Rapid intravenous administration (60 mg s-1) of chloramphenicol (50 mg kg-1) in a 40 per cent w/v polyethylene glycol (400 to 600), 30 per cent ethyl alcohol, 2 per cent benzyl alcohol and 28 per cent distilled water vehicle produced a transient but significant decrease in systemic arterial blood pressure and heart rate with no effect on central venous pressure in sodium pentobarbital anaesthetised dogs. The vehicle alone had no significant effect on any of the parameters studied. Various approaches including the use of anticholinergic, antihistaminergic, antiadrenergic and ganglion blocking drugs failed to attenuate chloramphenicol induced hypotension and bradycardia. However, the hypertensive response to bilateral carotid arterial occlusion was significantly attenuated by rapid intravenous administration of chloramphenicol.
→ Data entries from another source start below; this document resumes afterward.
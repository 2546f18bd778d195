//! H.264 Picture Parameter Set parsing (7.3.2.2).
//!
//! Stops after `redundant_pic_cnt_present_flag`; the optional high-profile
//! tail (transform_8x8_mode_flag and later) is not parsed.

use crate::bitreader::BitReader;
use crate::error::{Error, Result};
use crate::nal::{forbidden_bit, remove_emulation_prevention};

/// NAL unit type of a PPS.
pub const PPS_NAL_TYPE: u8 = 8;

/// Decoded PPS fields.
#[derive(Debug, Clone, PartialEq, Eq)]
pub struct Pps {
    pub pic_parameter_set_id: u32,
    pub seq_parameter_set_id: u32,
    pub entropy_coding_mode: bool,
    pub bottom_field_pic_order_in_frame_present: bool,
    pub num_slice_groups_minus1: u32,
    pub num_ref_idx_l0_default_active_minus1: u32,
    pub num_ref_idx_l1_default_active_minus1: u32,
    pub weighted_pred: bool,
    pub weighted_bipred_idc: u32,
    pub pic_init_qp_minus26: i32,
    pub pic_init_qs_minus26: i32,
    pub chroma_qp_index_offset: i32,
    pub deblocking_filter_control_present: bool,
    pub constrained_intra_pred: bool,
    pub redundant_pic_cnt_present: bool,
}

fn check_max(field: &'static str, value: u32, max: u32) -> Result<u32> {
    if value > max {
        return Err(Error::out_of_range(field, value));
    }
    Ok(value)
}

fn check_range(field: &'static str, value: i32, min: i32, max: i32) -> Result<i32> {
    if !(min..=max).contains(&value) {
        return Err(Error::out_of_range(field, value));
    }
    Ok(value)
}

impl Pps {
    /// Parse a PPS NAL unit, header byte included.
    pub fn parse(nalu: &[u8]) -> Result<Self> {
        let header = *nalu.first().ok_or(Error::BitstreamExhausted)?;
        if forbidden_bit(header) {
            return Err(Error::ForbiddenBit);
        }
        let unit_type = header & 0x1F;
        if unit_type != PPS_NAL_TYPE {
            return Err(Error::WrongUnitType {
                expected: PPS_NAL_TYPE,
                found: unit_type,
            });
        }

        let rbsp = remove_emulation_prevention(&nalu[1..]);
        let mut r = BitReader::new(&rbsp);

        let pic_parameter_set_id = check_max("pic_parameter_set_id", r.read_ue()?, 255)?;
        let seq_parameter_set_id = check_max("seq_parameter_set_id", r.read_ue()?, 31)?;
        let entropy_coding_mode = r.read_flag()?;
        let bottom_field_pic_order_in_frame_present = r.read_flag()?;
        let num_slice_groups_minus1 = check_max("num_slice_groups_minus1", r.read_ue()?, 7)?;
        if num_slice_groups_minus1 > 0 {
            skip_slice_group_map(&mut r, num_slice_groups_minus1)?;
        }

        let num_ref_idx_l0_default_active_minus1 =
            check_max("num_ref_idx_l0_default_active_minus1", r.read_ue()?, 31)?;
        let num_ref_idx_l1_default_active_minus1 =
            check_max("num_ref_idx_l1_default_active_minus1", r.read_ue()?, 31)?;
        let weighted_pred = r.read_flag()?;
        let weighted_bipred_idc = check_max("weighted_bipred_idc", r.read_bits(2)?, 2)?;
        let pic_init_qp_minus26 = check_range("pic_init_qp_minus26", r.read_se()?, -26, 25)?;
        let pic_init_qs_minus26 = check_range("pic_init_qs_minus26", r.read_se()?, -26, 25)?;
        let chroma_qp_index_offset = check_range("chroma_qp_index_offset", r.read_se()?, -12, 12)?;
        let deblocking_filter_control_present = r.read_flag()?;
        let constrained_intra_pred = r.read_flag()?;
        let redundant_pic_cnt_present = r.read_flag()?;

        Ok(Self {
            pic_parameter_set_id,
            seq_parameter_set_id,
            entropy_coding_mode,
            bottom_field_pic_order_in_frame_present,
            num_slice_groups_minus1,
            num_ref_idx_l0_default_active_minus1,
            num_ref_idx_l1_default_active_minus1,
            weighted_pred,
            weighted_bipred_idc,
            pic_init_qp_minus26,
            pic_init_qs_minus26,
            chroma_qp_index_offset,
            deblocking_filter_control_present,
            constrained_intra_pred,
            redundant_pic_cnt_present,
        })
    }
}

fn skip_slice_group_map(r: &mut BitReader<'_>, num_slice_groups_minus1: u32) -> Result<()> {
    let map_type = check_max("slice_group_map_type", r.read_ue()?, 6)?;
    match map_type {
        0 => {
            for _ in 0..=num_slice_groups_minus1 {
                let _run_length_minus1 = r.read_ue()?;
            }
        }
        2 => {
            for _ in 0..num_slice_groups_minus1 {
                let _top_left = r.read_ue()?;
                let _bottom_right = r.read_ue()?;
            }
        }
        3..=5 => {
            let _change_direction = r.read_flag()?;
            let _change_rate_minus1 = r.read_ue()?;
        }
        6 => {
            let pic_size_in_map_units = r.read_ue()? as usize + 1;
            // Ceil(Log2(num_slice_groups_minus1 + 1))
            let bits = (u32::BITS - num_slice_groups_minus1.leading_zeros()) as usize;
            r.skip_bits(pic_size_in_map_units * bits)?;
        }
        _ => {}
    }
    Ok(())
}
//! Reader drivers: pull a byte source chunk by chunk into a [`Transboxer`]
//! and finish the stream at end of input.

use std::io::{self, Read};

use tracing::trace;

use crate::error::Result;
use crate::transboxer::{Counts, TransboxSink, Transboxer};

/// Feed everything `reader` yields, in reads of up to `chunk_size` bytes,
/// then end the stream.
pub fn transbox_reader<R, S>(
    mut reader: R,
    transboxer: &mut Transboxer<S>,
    chunk_size: usize,
) -> Result<Counts>
where
    R: Read,
    S: TransboxSink,
{
    let mut buf = vec![0u8; chunk_size.max(1)];
    loop {
        let n = match reader.read(&mut buf) {
            Ok(0) => break,
            Ok(n) => n,
            Err(e) if e.kind() == io::ErrorKind::Interrupted => continue,
            Err(e) => return Err(e.into()),
        };
        trace!(len = n, "read chunk");
        transboxer.write_buffer(&buf[..n])?;
    }
    transboxer.end()?;
    Ok(transboxer.counts())
}

/// Async counterpart of [`transbox_reader`]. Each read is announced with a
/// write ticket before awaiting, so the stream cannot finish under it.
#[cfg(feature = "async")]
pub async fn transbox_async<R, S>(
    mut reader: R,
    transboxer: &mut Transboxer<S>,
    chunk_size: usize,
) -> Result<Counts>
where
    R: tokio::io::AsyncRead + Unpin,
    S: TransboxSink,
{
    use tokio::io::AsyncReadExt;

    let mut buf = vec![0u8; chunk_size.max(1)];
    loop {
        let ticket = transboxer.begin_write()?;
        let n = match reader.read(&mut buf).await {
            Ok(n) => n,
            Err(e) => {
                transboxer.cancel_write(ticket)?;
                return Err(e.into());
            }
        };
        if n == 0 {
            transboxer.cancel_write(ticket)?;
            break;
        }
        trace!(len = n, "read chunk");
        transboxer.complete_write(ticket, &buf[..n])?;
    }
    transboxer.end()?;
    Ok(transboxer.counts())
}

#[cfg(test)]
mod tests {
    use super::*;
    use crate::config::TransboxConfig;
    use crate::error::Error;
    use crate::transboxer::Collector;
    use assert_matches::assert_matches;

    /// Yields `Interrupted` once, then delegates.
    struct Flaky<R> {
        inner: R,
        interrupted: bool,
    }

    impl<R: Read> Read for Flaky<R> {
        fn read(&mut self, buf: &mut [u8]) -> io::Result<usize> {
            if !self.interrupted {
                self.interrupted = true;
                return Err(io::ErrorKind::Interrupted.into());
            }
            self.inner.read(buf)
        }
    }

    #[test]
    fn test_reader_counts_chunks() {
        // An EBML header with an empty DocType.
        let input = [0x1A, 0x45, 0xDF, 0xA3, 0x83, 0x42, 0x82, 0x80];
        let reader = Flaky {
            inner: &input[..],
            interrupted: false,
        };
        let mut t = Transboxer::new(TransboxConfig::default(), Collector::default());

        let counts = transbox_reader(reader, &mut t, 3).unwrap();
        assert_eq!(counts.packets, 3);
        assert_eq!(counts.bytes, 8);
        assert!(t.is_finished());
        assert_eq!(t.sink().counts, Some(counts));
    }

    #[test]
    fn test_reader_error_propagates() {
        struct Broken;
        impl Read for Broken {
            fn read(&mut self, _buf: &mut [u8]) -> io::Result<usize> {
                Err(io::Error::new(io::ErrorKind::BrokenPipe, "gone"))
            }
        }
        let mut t = Transboxer::new(TransboxConfig::default(), Collector::default());
        assert_matches!(transbox_reader(Broken, &mut t, 16), Err(Error::Io(_)));
        assert!(!t.is_finished());
    }
}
The results clearly indicate that chloramphenicol itself, but not its vehicle, is responsible for the severe hypotension and bradycardia. These results also suggest that chloramphenicol-induced hypotension and bradycardia might be mediated peripherally via vasodilation due to its direct effect on vascular smooth muscle and centrally via interruption of the baroreceptor reflex pathway.